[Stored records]
#####
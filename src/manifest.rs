//! Reader for `package.json` dependency declarations

use crate::error::{AuditError, Result};
use crate::types::DependencyDeclaration;
use serde_json::{Map, Value};
use std::collections::HashMap;
use std::fs;
use std::path::Path;
use tracing::debug;

/// Manifest file name expected in the project root
pub const MANIFEST_FILE: &str = "package.json";

/// Declaration groups, merged in this order
const DEPENDENCY_GROUPS: [&str; 2] = ["dependencies", "devDependencies"];

/// Read the project manifest and return its merged declarations
pub fn read_manifest(project_dir: &Path) -> Result<Vec<DependencyDeclaration>> {
    let manifest = load_manifest(project_dir)?;
    parse_declarations(&manifest)
}

/// Name of the project, falling back to the directory name
pub fn project_name(project_dir: &Path) -> String {
    load_manifest(project_dir)
        .ok()
        .and_then(|manifest| manifest.get("name").and_then(Value::as_str).map(String::from))
        .or_else(|| {
            project_dir
                .canonicalize()
                .ok()
                .and_then(|path| path.file_name().map(|name| name.to_string_lossy().into_owned()))
        })
        .unwrap_or_else(|| "project".to_string())
}

fn load_manifest(project_dir: &Path) -> Result<Value> {
    let manifest_path = project_dir.join(MANIFEST_FILE);

    if !manifest_path.exists() {
        return Err(AuditError::manifest(format!(
            "{} not found at {}",
            MANIFEST_FILE,
            manifest_path.display()
        )));
    }

    let content = fs::read_to_string(&manifest_path)?;
    serde_json::from_str(&content).map_err(|e| {
        AuditError::manifest(format!("{} is not valid JSON: {}", manifest_path.display(), e))
    })
}

/// Extract declarations from a parsed manifest document.
///
/// Groups merge like an object spread: a name keeps the position of its first
/// appearance and takes the version of its last.
pub fn parse_declarations(manifest: &Value) -> Result<Vec<DependencyDeclaration>> {
    let root = manifest
        .as_object()
        .ok_or_else(|| AuditError::invalid_input("manifest root must be a JSON object"))?;

    let mut groups = Vec::new();
    for group in DEPENDENCY_GROUPS {
        match root.get(group) {
            None | Some(Value::Null) => {}
            Some(Value::Object(entries)) => groups.push(read_group(group, entries)?),
            Some(_) => {
                return Err(AuditError::invalid_input(format!(
                    "\"{}\" must be an object of name/version pairs",
                    group
                )))
            }
        }
    }

    let declarations = merge_declarations(groups.into_iter().flatten());
    debug!("Read {} declarations from manifest", declarations.len());
    Ok(declarations)
}

fn read_group(group: &str, entries: &Map<String, Value>) -> Result<Vec<DependencyDeclaration>> {
    entries
        .iter()
        .map(|(name, version)| match version {
            Value::String(version) => Ok(DependencyDeclaration::new(name.clone(), version.clone())),
            other => Err(AuditError::invalid_input(format!(
                "\"{}\" entry \"{}\" must map to a version string, found {}",
                group, name, other
            ))),
        })
        .collect()
}

/// Merge declarations with last-write-wins semantics for repeated names
pub fn merge_declarations(
    declarations: impl IntoIterator<Item = DependencyDeclaration>,
) -> Vec<DependencyDeclaration> {
    let mut merged: Vec<DependencyDeclaration> = Vec::new();
    let mut positions: HashMap<String, usize> = HashMap::new();

    for declaration in declarations {
        match positions.get(&declaration.name) {
            Some(&index) => merged[index] = declaration,
            None => {
                positions.insert(declaration.name.clone(), merged.len());
                merged.push(declaration);
            }
        }
    }

    merged
}

#[cfg(test)]
mod tests {
    use super::*;
    use serde_json::json;
    use tempfile::TempDir;

    fn names(declarations: &[DependencyDeclaration]) -> Vec<&str> {
        declarations.iter().map(|d| d.name.as_str()).collect()
    }

    #[test]
    fn test_dependencies_then_dev_dependencies() {
        let manifest: Value = serde_json::from_str(
            r#"{
                "name": "demo",
                "dependencies": {"zeta": "1.0.0", "alpha": "2.0.0"},
                "devDependencies": {"mocha": "10.0.0"}
            }"#,
        )
        .unwrap();

        let declarations = parse_declarations(&manifest).unwrap();
        assert_eq!(names(&declarations), vec!["zeta", "alpha", "mocha"]);
    }

    #[test]
    fn test_dev_group_overrides_version_in_place() {
        let manifest = json!({
            "dependencies": {"a": "1.0.0", "shared": "1.0.0", "b": "1.0.0"},
            "devDependencies": {"shared": "2.0.0", "c": "1.0.0"}
        });

        let declarations = parse_declarations(&manifest).unwrap();
        assert_eq!(names(&declarations), vec!["a", "shared", "b", "c"]);
        assert_eq!(declarations[1].declared_version, "2.0.0");
    }

    #[test]
    fn test_missing_groups_are_empty() {
        let declarations = parse_declarations(&json!({"name": "empty"})).unwrap();
        assert!(declarations.is_empty());
    }

    #[test]
    fn test_non_string_version_is_invalid() {
        let err = parse_declarations(&json!({"dependencies": {"lodash": 4}})).unwrap_err();
        assert!(matches!(err, AuditError::InvalidInput(_)));

        let err = parse_declarations(&json!({"devDependencies": ["lodash"]})).unwrap_err();
        assert!(matches!(err, AuditError::InvalidInput(_)));
    }

    #[test]
    fn test_read_manifest_from_disk() {
        let dir = TempDir::new().unwrap();
        fs::write(
            dir.path().join(MANIFEST_FILE),
            r#"{"name": "web-app", "dependencies": {"lodash": "4.17.0"}}"#,
        )
        .unwrap();

        let declarations = read_manifest(dir.path()).unwrap();
        assert_eq!(declarations, vec![DependencyDeclaration::new("lodash", "4.17.0")]);
        assert_eq!(project_name(dir.path()), "web-app");
    }

    #[test]
    fn test_missing_manifest() {
        let dir = TempDir::new().unwrap();
        let err = read_manifest(dir.path()).unwrap_err();
        assert!(matches!(err, AuditError::ManifestError(_)));
    }
}
use std::fmt::Write as _;

use time::Date;

use tickdeck_core::{DateRange, PriceTable, StatementKind, Symbol};
use tickdeck_report::{resolve_close_column, NewsSummary, PriceReport, ReshapedStatement};

use crate::chart;

/// What the fundamentals section renders for one statement: the pivoted
/// table, or an inline message when that fetch failed.
#[derive(Debug, Clone, PartialEq, Eq)]
pub enum StatementSection {
    Table(ReshapedStatement),
    Message(String),
}

const STYLE: &str = "\
body{font-family:system-ui,sans-serif;margin:2rem auto;max-width:60rem;padding:0 1rem;color:#111}\
h1{font-size:1.6rem}h2{margin-top:2rem;border-bottom:1px solid #d1d5db;padding-bottom:.25rem}\
table{border-collapse:collapse;margin:.75rem 0;width:100%}\
th,td{border:1px solid #d1d5db;padding:.3rem .5rem;text-align:right;font-variant-numeric:tabular-nums}\
th:first-child,td:first-child{text-align:left}\
form{display:flex;gap:1rem;flex-wrap:wrap;align-items:end;margin:1rem 0}\
label{display:flex;flex-direction:column;font-size:.85rem;gap:.25rem}\
.error{color:#b91c1c}.notice{color:#374151}\
article{border:1px solid #e5e7eb;border-radius:.375rem;padding:.5rem .75rem;margin:.5rem 0}\
article h4{margin:.25rem 0}.published{color:#6b7280;font-size:.85rem}";

/// Landing page shown before a ticker is entered.
pub fn prompt_page() -> String {
    page(&format!(
        "{}<p class=\"notice\">Please enter a ticker to fetch data.</p>",
        query_form("", "", "")
    ))
}

/// Full-page error shown when the render cannot proceed.
pub fn error_page(message: &str) -> String {
    page(&format!(
        "{}<p class=\"error\">{}</p>",
        query_form("", "", ""),
        escape_html(message)
    ))
}

/// The dashboard itself: chart, price movements, statements, news.
pub fn dashboard_page(
    symbol: &Symbol,
    range: DateRange,
    table: &PriceTable,
    report: &PriceReport,
    statements: &[(StatementKind, StatementSection)],
    news: &Result<NewsSummary, String>,
) -> String {
    let mut body = query_form(
        symbol.as_str(),
        &range.start.to_string(),
        &range.end.to_string(),
    );

    body.push_str(&pricing_section(table, report));
    body.push_str(&fundamentals_section(statements));
    body.push_str(&news_section(symbol, news));

    page(&body)
}

fn page(body: &str) -> String {
    format!(
        "<!doctype html><html lang=\"en\"><head><meta charset=\"utf-8\">\
<meta name=\"viewport\" content=\"width=device-width,initial-scale=1\">\
<title>Stock Dashboard</title><style>{STYLE}</style></head>\
<body><h1>Stock Dashboard</h1>{body}</body></html>"
    )
}

fn query_form(ticker: &str, start: &str, end: &str) -> String {
    format!(
        "<form method=\"get\" action=\"/\">\
<label>Ticker<input name=\"ticker\" value=\"{}\" placeholder=\"AAPL\"></label>\
<label>Start date<input name=\"start\" type=\"date\" value=\"{}\"></label>\
<label>End date<input name=\"end\" type=\"date\" value=\"{}\"></label>\
<button type=\"submit\">Fetch</button></form>",
        escape_html(ticker),
        escape_html(start),
        escape_html(end)
    )
}

fn pricing_section(table: &PriceTable, report: &PriceReport) -> String {
    let series: Vec<(Date, f64)> = resolve_close_column(table)
        .map(|column| {
            table
                .dates
                .iter()
                .zip(column.values.iter())
                .filter_map(|(date, value)| value.map(|close| (*date, close)))
                .collect()
        })
        .unwrap_or_default();

    let mut section = String::from("<section><h2>Pricing Data</h2>");
    section.push_str(&chart::price_chart_svg(&series));

    section.push_str("<h3>Price Movements</h3>");
    let _ = write!(
        section,
        "<table><thead><tr><th>Date</th><th>{}</th><th>% Change</th></tr></thead><tbody>",
        escape_html(&report.close_column)
    );
    for row in &report.rows {
        let _ = write!(
            section,
            "<tr><td>{}</td><td>{:.2}</td><td>{:.6}</td></tr>",
            row.date, row.close, row.pct_change
        );
    }
    section.push_str("</tbody></table>");

    match report.annual_return_pct {
        Some(annual) => {
            let _ = write!(section, "<p>Annual Return is : {annual:.2} %</p>");
        }
        None => section.push_str("<p>Annual Return is : insufficient data</p>"),
    }

    section.push_str("</section>");
    section
}

fn fundamentals_section(statements: &[(StatementKind, StatementSection)]) -> String {
    let mut section = String::from("<section><h2>Fundamental Data</h2>");

    for (kind, content) in statements {
        let _ = write!(section, "<h3>{}</h3>", kind.title());
        match content {
            StatementSection::Table(statement) => {
                section.push_str(&statement_table(statement));
            }
            StatementSection::Message(message) => {
                let _ = write!(section, "<p class=\"error\">{}</p>", escape_html(message));
            }
        }
    }

    section.push_str("</section>");
    section
}

fn statement_table(statement: &ReshapedStatement) -> String {
    let mut html = String::from("<table><thead><tr><th></th>");
    for period in &statement.periods {
        let _ = write!(html, "<th>{}</th>", escape_html(period));
    }
    html.push_str("</tr></thead><tbody>");

    for line in &statement.lines {
        let _ = write!(html, "<tr><th>{}</th>", escape_html(&line.label));
        for value in &line.values {
            let _ = write!(html, "<td>{}</td>", escape_html(value));
        }
        html.push_str("</tr>");
    }

    html.push_str("</tbody></table>");
    html
}

fn news_section(symbol: &Symbol, news: &Result<NewsSummary, String>) -> String {
    let mut section = String::from("<section><h2>Top 10 News</h2>");
    let _ = write!(section, "<h3>News of {}</h3>", escape_html(symbol.as_str()));

    match news {
        Err(message) => {
            let _ = write!(section, "<p class=\"error\">{}</p>", escape_html(message));
        }
        Ok(summary) if summary.is_empty() => {
            let _ = write!(
                section,
                "<p class=\"notice\">No news found for {}.</p>",
                escape_html(symbol.as_str())
            );
        }
        Ok(summary) => {
            for (index, item) in summary.items.iter().enumerate() {
                let _ = write!(section, "<article><h4>News {}</h4>", index + 1);

                let title = escape_html(&item.title);
                match item.link.as_deref().filter(|link| is_web_link(link)) {
                    Some(link) => {
                        let _ = write!(
                            section,
                            "<p class=\"headline\"><a href=\"{}\">{}</a></p>",
                            escape_html(link),
                            title
                        );
                    }
                    None => {
                        let _ = write!(section, "<p class=\"headline\">{title}</p>");
                    }
                }

                if let Some(published) = &item.published {
                    let _ = write!(
                        section,
                        "<p class=\"published\">{}</p>",
                        escape_html(&published.format_rfc3339())
                    );
                }

                let _ = write!(section, "<p>Title Sentiment {}</p>", item.sentiment_title);
                let _ = write!(section, "<p>{}</p>", escape_html(&item.summary));
                let _ = write!(section, "<p>News Sentiment {}</p>", item.sentiment_summary);
                section.push_str("</article>");
            }
        }
    }

    section.push_str("</section>");
    section
}

// Only plain web links become anchors; anything else renders as text.
fn is_web_link(link: &str) -> bool {
    link.starts_with("https://") || link.starts_with("http://")
}

fn escape_html(raw: &str) -> String {
    let mut out = String::with_capacity(raw.len());
    for ch in raw.chars() {
        match ch {
            '&' => out.push_str("&amp;"),
            '<' => out.push_str("&lt;"),
            '>' => out.push_str("&gt;"),
            '"' => out.push_str("&quot;"),
            '\'' => out.push_str("&#39;"),
            other => out.push(other),
        }
    }
    out
}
#####
### Activity
Take the lines above from the one containing "for (index, item)" down to the one containing "let title = escape_html(&item.title);", and transcribe them exactly, both ends included.

### Your response
            for (index, item) in summary.items.iter().enumerate() {
                let _ = write!(section, "<article><h4>News {}</h4>", index + 1);

                let title = escape_html(&item.title);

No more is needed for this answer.